Cheers. Natural chemicals found in green tea and red wine may disrupt a key step of the Alzheimer’s disease pathway, according to new research from the University of Leeds.
In early-stage laboratory experiments, the researchers identified the process which allows harmful clumps of protein to latch on to brain cells, causing them to die. They were able to interrupt this pathway using the purified extracts of EGCG from green tea and resveratrol from red wine.
The findings, published in the Journal of Biological Chemistry, offer potential new targets for developing drugs to treat Alzheimer’s disease, which affects some 800,000 people in the UK alone, and for which there is currently no cure.
“This is an important step in increasing our understanding of the cause and progression of Alzheimer’s disease,” says lead researcher Professor Nigel Hooper of the University’s Faculty of Biological Sciences. “It’s a misconception that Alzheimer’s is a natural part of aging; it’s a disease that we believe can ultimately be cured through finding new opportunities for drug targets like this.”

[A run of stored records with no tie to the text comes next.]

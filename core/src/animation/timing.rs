use serde::{Deserialize, Serialize};

/// Maps linear progress through a move onto eased progress.
#[derive(Copy, Clone, Debug, Default, PartialEq, Eq, Serialize, Deserialize)]
#[serde(rename_all = "snake_case")]
pub enum TimingCurve {
    Linear,
    /// slow start and slow finish, the cubic bézier (0.42, 0) (0.58, 1)
    #[default]
    EaseInEaseOut,
}

impl TimingCurve {
    /// `t` is clamped to `0..=1`. The result is `0` at `t = 0` and `1` at `t = 1`.
    pub fn progress(&self, t: f64) -> f64 {
        let t = t.clamp(0.0, 1.0);
        match self {
            TimingCurve::Linear => t,
            TimingCurve::EaseInEaseOut => CubicBezier::EASE_IN_EASE_OUT.solve(t),
        }
    }
}

/// A timing bézier from (0, 0) to (1, 1) with two free control points.
#[derive(Copy, Clone, Debug)]
struct CubicBezier {
    x1: f64,
    y1: f64,
    x2: f64,
    y2: f64,
}

impl CubicBezier {
    const EASE_IN_EASE_OUT: Self = Self {
        x1: 0.42,
        y1: 0.0,
        x2: 0.58,
        y2: 1.0,
    };

    const EPSILON: f64 = 1e-9;

    /// one coordinate of the curve at parameter `s`
    #[inline(always)]
    fn sample(p1: f64, p2: f64, s: f64) -> f64 {
        let inv = 1.0 - s;
        3.0 * inv * inv * s * p1 + 3.0 * inv * s * s * p2 + s * s * s
    }

    #[inline(always)]
    fn sample_derivative(p1: f64, p2: f64, s: f64) -> f64 {
        let inv = 1.0 - s;
        3.0 * inv * inv * p1 + 6.0 * inv * s * (p2 - p1) + 3.0 * s * s * (1.0 - p2)
    }

    fn solve(&self, x: f64) -> f64 {
        Self::sample(self.y1, self.y2, self.parameter_for(x))
    }

    /// Finds `s` with `x(s) = x`. Newton first, bisection if the slope gets too flat.
    fn parameter_for(&self, x: f64) -> f64 {
        let mut s = x;
        for _ in 0..8 {
            let error = Self::sample(self.x1, self.x2, s) - x;
            if error.abs() < Self::EPSILON {
                return s;
            }
            let slope = Self::sample_derivative(self.x1, self.x2, s);
            if slope.abs() < 1e-6 {
                break;
            }
            s -= error / slope;
        }

        let (mut low, mut high) = (0.0, 1.0);
        s = x;
        for _ in 0..64 {
            let value = Self::sample(self.x1, self.x2, s);
            if (value - x).abs() < Self::EPSILON {
                break;
            }
            if x > value {
                low = s;
            } else {
                high = s;
            }
            s = low + (high - low) / 2.0;
        }
        s
    }
}

#[cfg(test)]
mod tests {
    use approx::assert_relative_eq;

    use super::TimingCurve;

    #[test]
    fn curves_hit_both_endpoints() {
        for curve in [TimingCurve::Linear, TimingCurve::EaseInEaseOut] {
            assert_relative_eq!(curve.progress(0.0), 0.0, epsilon = 1e-9);
            assert_relative_eq!(curve.progress(1.0), 1.0, epsilon = 1e-9);
        }
    }

    #[test]
    fn progress_is_clamped() {
        assert_eq!(TimingCurve::Linear.progress(-0.5), 0.0);
        assert_eq!(TimingCurve::Linear.progress(3.0), 1.0);
        assert_relative_eq!(TimingCurve::EaseInEaseOut.progress(1.5), 1.0, epsilon = 1e-9);
    }

    #[test]
    fn ease_in_ease_out_is_symmetric_and_monotonic() {
        let ease = TimingCurve::EaseInEaseOut;

        assert_relative_eq!(ease.progress(0.5), 0.5, epsilon = 1e-9);
        // slow start, slow finish
        assert!(ease.progress(0.1) < 0.1);
        assert!(ease.progress(0.9) > 0.9);

        let mut previous = 0.0;
        for step in 1..=100 {
            let t = step as f64 / 100.0;
            let value = ease.progress(t);
            assert!(value >= previous, "not monotonic at t = {t}");
            assert_relative_eq!(value + ease.progress(1.0 - t), 1.0, epsilon = 1e-7);
            previous = value;
        }
    }
}
use nalgebra::Vector3;

use crate::error::LayoutError;

/// A single sampled particle position, in the units of the producing service.
#[derive(Copy, Clone, Debug, PartialEq)]
pub struct RawSample {
    pub x: f64,
    pub y: f64,
    pub z: f64,
}

impl RawSample {
    pub const fn new(x: f64, y: f64, z: f64) -> Self {
        Self { x, y, z }
    }

    pub fn position(&self) -> Vector3<f64> {
        Vector3::new(self.x, self.y, self.z)
    }

    fn is_finite(&self) -> bool {
        self.x.is_finite() && self.y.is_finite() && self.z.is_finite()
    }
}

impl From<Vector3<f64>> for RawSample {
    fn from(value: Vector3<f64>) -> Self {
        Self::new(value.x, value.y, value.z)
    }
}

/// A validated point cloud. Every sample has finite coordinates; the set may be empty.
#[derive(Clone, Debug, Default, PartialEq)]
pub struct SampleSet {
    samples: Vec<RawSample>,
}

impl SampleSet {
    /// Builds a sample set from three parallel coordinate sequences.
    pub fn from_coordinates(x: &[f64], y: &[f64], z: &[f64]) -> Result<Self, LayoutError> {
        if x.len() != y.len() || y.len() != z.len() {
            return Err(LayoutError::MismatchedLength {
                x: x.len(),
                y: y.len(),
                z: z.len(),
            });
        }

        let samples = itertools::izip!(x, y, z)
            .map(|(&x, &y, &z)| RawSample::new(x, y, z))
            .collect();

        Self::new(samples)
    }

    /// Wraps already paired samples, rejecting non-finite coordinates.
    pub fn new(samples: Vec<RawSample>) -> Result<Self, LayoutError> {
        if let Some(index) = samples.iter().position(|sample| !sample.is_finite()) {
            return Err(LayoutError::NonFiniteCoordinate { index });
        }

        Ok(Self { samples })
    }

    pub fn len(&self) -> usize {
        self.samples.len()
    }

    pub fn is_empty(&self) -> bool {
        self.samples.is_empty()
    }

    pub fn samples(&self) -> &[RawSample] {
        &self.samples
    }

    pub fn iter(&self) -> impl ExactSizeIterator<Item = &RawSample> {
        self.samples.iter()
    }
}

impl<'a> IntoIterator for &'a SampleSet {
    type Item = &'a RawSample;
    type IntoIter = std::slice::Iter<'a, RawSample>;

    fn into_iter(self) -> Self::IntoIter {
        self.samples.iter()
    }
}

#[cfg(test)]
mod tests {
    use super::{RawSample, SampleSet};
    use crate::error::LayoutError;

    #[test]
    fn pairs_coordinates_in_order() {
        let set = SampleSet::from_coordinates(&[1.0, 2.0], &[3.0, 4.0], &[5.0, 6.0]).unwrap();

        assert_eq!(
            set.samples(),
            &[RawSample::new(1.0, 3.0, 5.0), RawSample::new(2.0, 4.0, 6.0)]
        );
    }

    #[test]
    fn empty_coordinates_are_a_valid_set() {
        let set = SampleSet::from_coordinates(&[], &[], &[]).unwrap();
        assert!(set.is_empty());
    }

    #[test]
    fn rejects_mismatched_lengths() {
        assert_eq!(
            SampleSet::from_coordinates(&[0.0, 1.0], &[0.0], &[0.0, 1.0]),
            Err(LayoutError::MismatchedLength { x: 2, y: 1, z: 2 })
        );
        assert_eq!(
            SampleSet::from_coordinates(&[0.0], &[0.0], &[]),
            Err(LayoutError::MismatchedLength { x: 1, y: 1, z: 0 })
        );
    }

    #[test]
    fn rejects_non_finite_coordinates() {
        assert_eq!(
            SampleSet::from_coordinates(&[0.0, 1.0, 2.0], &[0.0, f64::NAN, 0.0], &[0.0; 3]),
            Err(LayoutError::NonFiniteCoordinate { index: 1 })
        );
    }
}
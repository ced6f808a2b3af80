use std::time::Duration;

use serde::Deserialize;

use crate::{
    animation::{AnimationConfig, TimingCurve},
    engine::PointCloudLayoutEngine,
    error::LayoutError,
    layout::{CenteringPolicy, LayoutConfig},
};

/// Engine settings as stored in a settings file. Every field is optional and falls back to
/// the engine defaults.
#[derive(Deserialize, Default)]
#[serde(default, deny_unknown_fields)]
pub struct ConfigSettings {
    layout: ConfigLayout,
    animation: ConfigAnimation,
}

#[derive(Deserialize)]
#[serde(default, deny_unknown_fields)]
struct ConfigLayout {
    space_divisor: f64,
    target_max_extent: f64,
    marker_radius: f64,
    centering: CenteringPolicy,
}

impl Default for ConfigLayout {
    fn default() -> Self {
        Self {
            space_divisor: LayoutConfig::DEFAULT_SPACE_DIVISOR,
            target_max_extent: LayoutConfig::DEFAULT_TARGET_MAX_EXTENT,
            marker_radius: LayoutConfig::DEFAULT_MARKER_RADIUS,
            centering: CenteringPolicy::default(),
        }
    }
}

#[derive(Deserialize)]
#[serde(default, deny_unknown_fields)]
struct ConfigAnimation {
    start_half_extent: f64,
    step_ms: f64,
    duration_ms: f64,
    timing: TimingCurve,
}

impl Default for ConfigAnimation {
    fn default() -> Self {
        Self {
            start_half_extent: AnimationConfig::DEFAULT_START_HALF_EXTENT,
            step_ms: AnimationConfig::DEFAULT_STEP.as_millis() as f64,
            duration_ms: AnimationConfig::DEFAULT_DURATION.as_millis() as f64,
            timing: TimingCurve::default(),
        }
    }
}

fn milliseconds(name: &str, ms: f64) -> Result<Duration, LayoutError> {
    Duration::try_from_secs_f64(ms / 1e3).map_err(|err| {
        LayoutError::InvalidConfig(format!("{name} of {ms} ms is not a valid duration: {err}"))
    })
}

impl TryFrom<ConfigSettings> for PointCloudLayoutEngine {
    type Error = LayoutError;

    fn try_from(value: ConfigSettings) -> Result<Self, Self::Error> {
        let ConfigSettings { layout, animation } = value;

        let layout = LayoutConfig {
            space_divisor: layout.space_divisor,
            target_max_extent: layout.target_max_extent,
            marker_radius: layout.marker_radius,
            centering: layout.centering,
        };

        let animation = AnimationConfig {
            start_half_extent: animation.start_half_extent,
            step: milliseconds("animation step", animation.step_ms)?,
            duration: milliseconds("animation duration", animation.duration_ms)?,
            timing: animation.timing,
        };

        PointCloudLayoutEngine::new(layout, animation)
    }
}

#[cfg(test)]
mod tests {
    use std::time::Duration;

    use super::ConfigSettings;
    use crate::{
        animation::TimingCurve, engine::PointCloudLayoutEngine, error::LayoutError,
        layout::CenteringPolicy,
    };

    fn engine(json: &str) -> Result<PointCloudLayoutEngine, LayoutError> {
        let settings: ConfigSettings = serde_json::from_str(json).unwrap();
        PointCloudLayoutEngine::try_from(settings)
    }

    #[test]
    fn empty_settings_are_the_defaults() {
        assert_eq!(engine("{}").unwrap(), PointCloudLayoutEngine::default());
    }

    #[test]
    fn fields_override_defaults() {
        let engine = engine(
            r#"{
                "layout": { "target_max_extent": 4.0, "centering": "centroid" },
                "animation": { "step_ms": 2.5, "duration_ms": 250, "timing": "linear" }
            }"#,
        )
        .unwrap();

        assert_eq!(engine.layout_config().target_max_extent, 4.0);
        assert_eq!(engine.layout_config().space_divisor, 15.0);
        assert_eq!(engine.layout_config().centering, CenteringPolicy::Centroid);
        assert_eq!(engine.animation_config().step, Duration::from_micros(2_500));
        assert_eq!(engine.animation_config().duration, Duration::from_millis(250));
        assert_eq!(engine.animation_config().timing, TimingCurve::Linear);
    }

    #[test]
    fn negative_durations_are_rejected() {
        assert!(matches!(
            engine(r#"{ "animation": { "duration_ms": -1 } }"#),
            Err(LayoutError::InvalidConfig(_))
        ));
    }

    #[test]
    fn zero_divisor_is_rejected() {
        assert!(matches!(
            engine(r#"{ "layout": { "space_divisor": 0 } }"#),
            Err(LayoutError::InvalidConfig(_))
        ));
    }

    #[test]
    fn unknown_fields_are_parse_errors() {
        assert!(serde_json::from_str::<ConfigSettings>(r#"{ "layuot": {} }"#).is_err());
    }
}
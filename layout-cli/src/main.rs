use std::{
    fs::File,
    io::{self, BufReader, BufWriter, Write},
    path::{Path, PathBuf},
    time::Instant,
};

use anyhow::Context;
use clap::{Parser, Subcommand};
use log::LevelFilter;
use orbital_cloud::{
    config::{ConfigSampleSet, ConfigSettings},
    export::LayoutDocument,
    ColorToken, OrbitalKind, PointCloudLayoutEngine, SampleSet, Selection,
};

#[derive(Parser, Debug)]
#[command(version, about, long_about = None)]
struct Args {
    #[command(subcommand)]
    command: LayoutCommand,

    /// Log at debug level. Ignored if RUST_LOG is set
    #[arg(long, short, global = true)]
    verbose: bool,
}

#[derive(Subcommand, Debug)]
enum LayoutCommand {
    /// Lay out a point cloud and write the markers and their animation as JSON
    #[command(name = "layout")]
    Layout {
        /// A JSON file with `x_coords`, `y_coords` and `z_coords` arrays
        #[arg(long, short)]
        samples: PathBuf,
        /// A JSON settings file, defaults are used for anything it leaves out
        #[arg(long)]
        settings: Option<PathBuf>,
        /// Seed for the animation start positions. Random if not given
        #[arg(long)]
        seed: Option<u64>,
        /// Only write the markers
        #[arg(long)]
        no_plan: bool,
        /// Symbol of the element the samples belong to
        #[arg(long, conflicts_with = "molecule")]
        element: Option<String>,
        /// Formula of the molecule the samples belong to
        #[arg(long)]
        molecule: Option<String>,
        /// Which molecular orbital was sampled (homo or lumo)
        #[arg(long, requires = "molecule")]
        orbital: Option<OrbitalKind>,
        /// Where to write the output. Standard output if not given
        #[arg(long, short)]
        output: Option<PathBuf>,
        #[arg(long)]
        pretty: bool,
    },
    /// Print the transform a point cloud would be laid out with
    #[command(name = "inspect")]
    Inspect {
        #[arg(long, short)]
        samples: PathBuf,
        #[arg(long)]
        settings: Option<PathBuf>,
    },
}

fn main() -> anyhow::Result<()> {
    let args: Args = Args::parse();
    init_logging(args.verbose);

    match args.command {
        LayoutCommand::Layout {
            samples,
            settings,
            seed,
            no_plan,
            element,
            molecule,
            orbital,
            output,
            pretty,
        } => {
            let engine = load_engine(settings.as_deref())?;
            let samples = load_samples(&samples)?;

            let color = match (element, molecule) {
                (Some(symbol), _) => Selection::element(symbol).color_token(),
                (None, Some(formula)) => {
                    Selection::molecule(formula, orbital.unwrap_or(OrbitalKind::Homo))
                        .color_token()
                }
                (None, None) => ColorToken::default(),
            };

            let start = Instant::now();
            let document = if no_plan {
                let (_, markers) = engine.normalize(&samples, color)?;
                LayoutDocument::new(&markers, None)
            } else {
                LayoutDocument::from(&engine.layout(&samples, color, seed)?)
            };
            log::info!(
                "laid out {} samples in {:0.2?}",
                samples.len(),
                start.elapsed()
            );

            match output {
                Some(path) => {
                    let file = File::create(&path)
                        .with_context(|| format!("failed to create {}", path.display()))?;
                    write_document(&document, BufWriter::new(file), pretty)?;
                }
                None => write_document(&document, io::stdout().lock(), pretty)?,
            }
        }

        LayoutCommand::Inspect { samples, settings } => {
            let engine = load_engine(settings.as_deref())?;
            let samples = load_samples(&samples)?;

            let centroid = engine.compute_centroid(&samples)?;
            let (transform, _) = engine.normalize(&samples, ColorToken::default())?;

            println!("samples: {}", samples.len());
            println!("centroid (raw): {:3.4?}", centroid.as_slice());
            println!("space divisor: {}", transform.space_divisor);
            println!(
                "bounds (divided): {:3.4?} .. {:3.4?}",
                transform.bounds.min.as_slice(),
                transform.bounds.max.as_slice()
            );
            println!("center (divided): {:3.4?}", transform.center.as_slice());
            println!("max dimension: {:3.4}", transform.max_dimension);
            println!("scale factor: {:3.4}", transform.scale_factor);
        }
    }

    Ok(())
}

fn init_logging(verbose: bool) {
    let mut builder = pretty_env_logger::formatted_builder();
    match std::env::var("RUST_LOG") {
        Ok(filters) => {
            builder.parse_filters(&filters);
        }
        Err(_) => {
            builder.filter_level(if verbose {
                LevelFilter::Debug
            } else {
                LevelFilter::Info
            });
        }
    }
    builder.init();
}

fn load_samples(path: &Path) -> anyhow::Result<SampleSet> {
    let file = File::open(path).with_context(|| format!("failed to open {}", path.display()))?;
    let config: ConfigSampleSet = serde_json::from_reader(BufReader::new(file))
        .with_context(|| format!("failed to parse particle data in {}", path.display()))?;

    SampleSet::try_from(config)
        .with_context(|| format!("invalid particle data in {}", path.display()))
}

fn load_engine(path: Option<&Path>) -> anyhow::Result<PointCloudLayoutEngine> {
    let Some(path) = path else {
        return Ok(PointCloudLayoutEngine::default());
    };

    let file = File::open(path).with_context(|| format!("failed to open {}", path.display()))?;
    let settings: ConfigSettings = serde_json::from_reader(BufReader::new(file))
        .with_context(|| format!("failed to parse settings in {}", path.display()))?;

    PointCloudLayoutEngine::try_from(settings)
        .with_context(|| format!("invalid settings in {}", path.display()))
}

fn write_document(
    document: &LayoutDocument,
    mut writer: impl Write,
    pretty: bool,
) -> anyhow::Result<()> {
    document
        .to_writer(&mut writer, pretty)
        .context("failed to write layout")?;
    writeln!(writer)?;
    writer.flush()?;
    Ok(())
}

Alzheimer’s disease is characterised by a distinct build-up of amyloid protein in the brain, which clumps together to form toxic, sticky balls of varying shapes. These amyloid balls latch on to the surface of nerve cells in the brain by attaching to proteins on the cell surface called prions, causing the nerve cells to malfunction and eventually die. When we added the extracts from red wine and green tea, which recent research has shown to re-shape amyloid proteins, the amyloid balls no longer harmed the nerve cells. We saw that this was because their shape was distorted, so they could no longer bind to prion and disrupt cell function.